*WHAT THIS TASK INVOLVES*:
Your response should be every line from the entries that includes the string "producing".

»»

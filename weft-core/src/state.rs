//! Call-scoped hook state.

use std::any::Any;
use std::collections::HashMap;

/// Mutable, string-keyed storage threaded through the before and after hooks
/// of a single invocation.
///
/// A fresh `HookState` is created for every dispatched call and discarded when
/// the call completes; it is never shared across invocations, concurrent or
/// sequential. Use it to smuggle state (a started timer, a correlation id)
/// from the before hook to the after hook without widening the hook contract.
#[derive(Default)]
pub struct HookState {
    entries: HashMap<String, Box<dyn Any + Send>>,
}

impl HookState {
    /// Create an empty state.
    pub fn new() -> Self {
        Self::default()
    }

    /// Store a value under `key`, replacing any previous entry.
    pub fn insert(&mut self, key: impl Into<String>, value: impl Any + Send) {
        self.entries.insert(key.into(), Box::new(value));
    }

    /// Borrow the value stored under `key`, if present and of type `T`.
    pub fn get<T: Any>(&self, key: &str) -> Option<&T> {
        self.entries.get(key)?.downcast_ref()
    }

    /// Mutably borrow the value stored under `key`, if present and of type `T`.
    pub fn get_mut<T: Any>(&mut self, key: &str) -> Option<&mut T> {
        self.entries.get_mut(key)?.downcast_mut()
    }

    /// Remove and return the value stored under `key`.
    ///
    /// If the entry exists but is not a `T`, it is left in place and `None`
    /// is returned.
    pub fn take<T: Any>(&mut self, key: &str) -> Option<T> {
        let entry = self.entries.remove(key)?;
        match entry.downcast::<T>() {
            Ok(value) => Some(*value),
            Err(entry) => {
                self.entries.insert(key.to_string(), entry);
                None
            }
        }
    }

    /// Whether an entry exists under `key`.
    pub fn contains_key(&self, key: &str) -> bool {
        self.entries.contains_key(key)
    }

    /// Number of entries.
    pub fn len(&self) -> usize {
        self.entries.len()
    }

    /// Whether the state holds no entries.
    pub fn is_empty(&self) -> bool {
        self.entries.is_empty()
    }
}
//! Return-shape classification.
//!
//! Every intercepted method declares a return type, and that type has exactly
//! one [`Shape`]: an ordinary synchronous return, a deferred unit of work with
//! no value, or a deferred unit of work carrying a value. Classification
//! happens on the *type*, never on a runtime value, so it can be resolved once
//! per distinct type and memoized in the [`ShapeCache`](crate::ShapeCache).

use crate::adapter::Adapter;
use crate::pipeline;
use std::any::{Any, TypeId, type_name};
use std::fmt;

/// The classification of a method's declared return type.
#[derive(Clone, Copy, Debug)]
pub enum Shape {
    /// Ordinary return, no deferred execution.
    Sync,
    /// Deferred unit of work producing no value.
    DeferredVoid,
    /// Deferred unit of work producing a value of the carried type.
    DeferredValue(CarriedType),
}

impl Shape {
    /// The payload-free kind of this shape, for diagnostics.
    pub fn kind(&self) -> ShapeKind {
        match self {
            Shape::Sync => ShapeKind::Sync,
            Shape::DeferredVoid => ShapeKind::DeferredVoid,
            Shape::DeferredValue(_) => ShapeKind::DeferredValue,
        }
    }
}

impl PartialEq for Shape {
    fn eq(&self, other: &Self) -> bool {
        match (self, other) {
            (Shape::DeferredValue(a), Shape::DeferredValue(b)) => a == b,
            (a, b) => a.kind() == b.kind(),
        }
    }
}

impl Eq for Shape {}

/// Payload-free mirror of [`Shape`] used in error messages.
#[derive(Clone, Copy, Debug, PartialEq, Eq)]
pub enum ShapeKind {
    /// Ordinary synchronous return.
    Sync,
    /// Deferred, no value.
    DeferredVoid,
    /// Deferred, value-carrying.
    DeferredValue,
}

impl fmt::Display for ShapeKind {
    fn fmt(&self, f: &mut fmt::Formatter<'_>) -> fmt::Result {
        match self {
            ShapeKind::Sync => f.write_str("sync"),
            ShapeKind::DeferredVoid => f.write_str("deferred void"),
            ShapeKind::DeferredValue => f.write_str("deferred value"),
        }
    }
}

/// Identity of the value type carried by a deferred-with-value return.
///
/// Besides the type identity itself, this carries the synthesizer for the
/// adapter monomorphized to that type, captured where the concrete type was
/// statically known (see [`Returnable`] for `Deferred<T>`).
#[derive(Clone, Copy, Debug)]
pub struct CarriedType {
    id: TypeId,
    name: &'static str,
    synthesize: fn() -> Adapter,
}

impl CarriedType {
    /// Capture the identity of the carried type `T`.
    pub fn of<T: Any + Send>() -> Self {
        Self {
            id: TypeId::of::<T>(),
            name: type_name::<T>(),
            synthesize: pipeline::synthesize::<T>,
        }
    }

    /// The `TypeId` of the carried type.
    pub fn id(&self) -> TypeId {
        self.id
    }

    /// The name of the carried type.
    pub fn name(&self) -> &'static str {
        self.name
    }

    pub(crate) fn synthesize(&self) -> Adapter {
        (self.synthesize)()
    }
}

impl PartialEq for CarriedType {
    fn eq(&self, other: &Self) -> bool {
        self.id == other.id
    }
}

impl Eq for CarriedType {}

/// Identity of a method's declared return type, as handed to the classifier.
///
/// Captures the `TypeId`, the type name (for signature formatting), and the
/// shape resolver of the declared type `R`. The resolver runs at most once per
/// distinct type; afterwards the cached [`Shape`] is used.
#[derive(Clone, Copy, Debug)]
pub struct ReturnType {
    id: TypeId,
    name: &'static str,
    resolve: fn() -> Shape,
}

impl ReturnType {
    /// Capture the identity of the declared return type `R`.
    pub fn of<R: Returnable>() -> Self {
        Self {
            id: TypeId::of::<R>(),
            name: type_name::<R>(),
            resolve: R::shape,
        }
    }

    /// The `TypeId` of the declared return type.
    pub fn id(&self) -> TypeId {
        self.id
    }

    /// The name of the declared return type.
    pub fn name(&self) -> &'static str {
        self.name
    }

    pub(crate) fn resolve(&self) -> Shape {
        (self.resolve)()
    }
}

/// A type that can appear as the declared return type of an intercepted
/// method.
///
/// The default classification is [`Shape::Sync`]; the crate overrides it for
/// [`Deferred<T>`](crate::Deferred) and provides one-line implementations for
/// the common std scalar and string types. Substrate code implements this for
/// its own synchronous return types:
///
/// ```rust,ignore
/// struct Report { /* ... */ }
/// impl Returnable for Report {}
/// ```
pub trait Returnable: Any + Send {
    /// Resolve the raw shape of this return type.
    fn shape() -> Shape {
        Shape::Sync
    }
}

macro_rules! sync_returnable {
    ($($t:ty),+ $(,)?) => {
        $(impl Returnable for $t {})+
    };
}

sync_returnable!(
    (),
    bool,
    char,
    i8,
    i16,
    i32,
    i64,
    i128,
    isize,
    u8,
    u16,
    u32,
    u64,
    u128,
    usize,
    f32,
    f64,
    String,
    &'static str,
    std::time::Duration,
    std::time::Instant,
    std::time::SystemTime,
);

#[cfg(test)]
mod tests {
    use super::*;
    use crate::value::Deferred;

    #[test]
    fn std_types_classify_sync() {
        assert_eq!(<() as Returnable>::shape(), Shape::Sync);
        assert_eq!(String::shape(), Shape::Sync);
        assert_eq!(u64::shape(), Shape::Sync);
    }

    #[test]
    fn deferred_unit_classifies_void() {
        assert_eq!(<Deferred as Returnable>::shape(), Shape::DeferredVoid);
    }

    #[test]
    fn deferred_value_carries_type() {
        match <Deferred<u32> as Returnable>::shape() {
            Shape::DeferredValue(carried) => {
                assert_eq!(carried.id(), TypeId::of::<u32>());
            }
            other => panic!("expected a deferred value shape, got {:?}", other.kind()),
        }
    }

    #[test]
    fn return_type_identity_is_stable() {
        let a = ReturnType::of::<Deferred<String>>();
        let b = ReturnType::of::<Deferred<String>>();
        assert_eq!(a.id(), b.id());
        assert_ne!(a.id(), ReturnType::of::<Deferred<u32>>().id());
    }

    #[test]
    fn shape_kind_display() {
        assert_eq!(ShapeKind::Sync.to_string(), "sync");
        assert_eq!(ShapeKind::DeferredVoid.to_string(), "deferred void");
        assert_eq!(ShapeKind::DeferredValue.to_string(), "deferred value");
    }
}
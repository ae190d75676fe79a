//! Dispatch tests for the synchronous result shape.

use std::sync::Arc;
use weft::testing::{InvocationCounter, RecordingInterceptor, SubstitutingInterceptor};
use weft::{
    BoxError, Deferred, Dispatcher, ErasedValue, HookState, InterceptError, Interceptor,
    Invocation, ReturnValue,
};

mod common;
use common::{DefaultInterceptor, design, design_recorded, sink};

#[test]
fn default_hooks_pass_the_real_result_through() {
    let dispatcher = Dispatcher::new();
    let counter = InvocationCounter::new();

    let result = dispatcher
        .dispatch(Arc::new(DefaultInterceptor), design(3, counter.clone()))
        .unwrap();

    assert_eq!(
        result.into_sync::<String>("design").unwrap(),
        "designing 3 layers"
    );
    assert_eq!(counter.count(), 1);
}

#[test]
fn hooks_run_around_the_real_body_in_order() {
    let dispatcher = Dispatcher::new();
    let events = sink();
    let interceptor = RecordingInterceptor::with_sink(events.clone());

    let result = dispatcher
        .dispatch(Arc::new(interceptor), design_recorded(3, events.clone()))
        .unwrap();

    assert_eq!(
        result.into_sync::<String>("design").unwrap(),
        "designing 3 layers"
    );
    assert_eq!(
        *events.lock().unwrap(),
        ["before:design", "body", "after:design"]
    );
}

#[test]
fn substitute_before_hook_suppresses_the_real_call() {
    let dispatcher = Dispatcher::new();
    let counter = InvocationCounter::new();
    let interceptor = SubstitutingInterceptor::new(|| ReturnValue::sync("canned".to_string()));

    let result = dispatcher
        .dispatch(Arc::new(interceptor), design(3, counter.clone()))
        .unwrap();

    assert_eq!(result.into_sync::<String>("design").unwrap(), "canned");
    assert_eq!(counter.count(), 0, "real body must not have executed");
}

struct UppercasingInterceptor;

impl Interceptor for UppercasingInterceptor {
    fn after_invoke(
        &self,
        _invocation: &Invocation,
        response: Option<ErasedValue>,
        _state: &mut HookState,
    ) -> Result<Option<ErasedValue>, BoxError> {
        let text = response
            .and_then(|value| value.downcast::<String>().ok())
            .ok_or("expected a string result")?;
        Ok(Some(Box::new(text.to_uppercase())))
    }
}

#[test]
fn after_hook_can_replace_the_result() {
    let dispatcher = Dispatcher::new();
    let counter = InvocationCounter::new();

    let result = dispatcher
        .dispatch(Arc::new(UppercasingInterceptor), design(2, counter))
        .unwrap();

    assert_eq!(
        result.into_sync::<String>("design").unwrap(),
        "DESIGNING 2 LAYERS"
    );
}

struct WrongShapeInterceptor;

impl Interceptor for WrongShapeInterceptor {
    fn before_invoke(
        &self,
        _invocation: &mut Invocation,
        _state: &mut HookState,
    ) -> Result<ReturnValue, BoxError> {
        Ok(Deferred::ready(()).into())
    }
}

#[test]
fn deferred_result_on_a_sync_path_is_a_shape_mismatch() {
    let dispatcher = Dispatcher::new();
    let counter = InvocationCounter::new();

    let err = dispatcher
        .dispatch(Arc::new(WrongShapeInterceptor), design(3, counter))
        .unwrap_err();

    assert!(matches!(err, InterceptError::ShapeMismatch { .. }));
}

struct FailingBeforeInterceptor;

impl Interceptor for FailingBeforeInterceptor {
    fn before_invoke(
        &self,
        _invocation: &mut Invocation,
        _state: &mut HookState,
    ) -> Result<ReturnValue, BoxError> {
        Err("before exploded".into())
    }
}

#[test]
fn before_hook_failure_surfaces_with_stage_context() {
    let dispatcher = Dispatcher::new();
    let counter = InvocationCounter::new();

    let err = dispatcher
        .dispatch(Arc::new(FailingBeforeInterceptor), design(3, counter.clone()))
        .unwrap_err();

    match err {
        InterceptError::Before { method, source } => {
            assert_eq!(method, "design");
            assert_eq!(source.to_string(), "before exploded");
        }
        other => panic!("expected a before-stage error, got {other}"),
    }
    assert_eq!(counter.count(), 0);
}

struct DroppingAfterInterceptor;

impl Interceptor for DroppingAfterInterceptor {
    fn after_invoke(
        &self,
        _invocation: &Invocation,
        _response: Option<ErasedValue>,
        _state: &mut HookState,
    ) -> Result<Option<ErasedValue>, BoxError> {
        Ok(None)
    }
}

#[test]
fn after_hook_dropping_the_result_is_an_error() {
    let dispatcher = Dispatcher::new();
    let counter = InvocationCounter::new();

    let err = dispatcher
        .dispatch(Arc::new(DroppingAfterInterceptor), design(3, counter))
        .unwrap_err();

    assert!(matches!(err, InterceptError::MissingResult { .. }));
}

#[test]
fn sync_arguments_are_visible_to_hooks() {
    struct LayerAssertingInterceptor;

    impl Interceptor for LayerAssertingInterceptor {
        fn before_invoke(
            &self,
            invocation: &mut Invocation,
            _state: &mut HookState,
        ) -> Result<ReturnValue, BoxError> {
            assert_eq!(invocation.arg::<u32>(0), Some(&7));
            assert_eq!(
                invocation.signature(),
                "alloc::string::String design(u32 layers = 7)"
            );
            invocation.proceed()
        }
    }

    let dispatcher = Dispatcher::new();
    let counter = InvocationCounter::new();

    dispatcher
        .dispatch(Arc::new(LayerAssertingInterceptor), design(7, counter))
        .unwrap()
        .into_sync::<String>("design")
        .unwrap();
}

««

*EXERCISE OUTPUT*:
    /// Deferred unit of work producing no value.
    /// Deferred unit of work producing a value of the carried type.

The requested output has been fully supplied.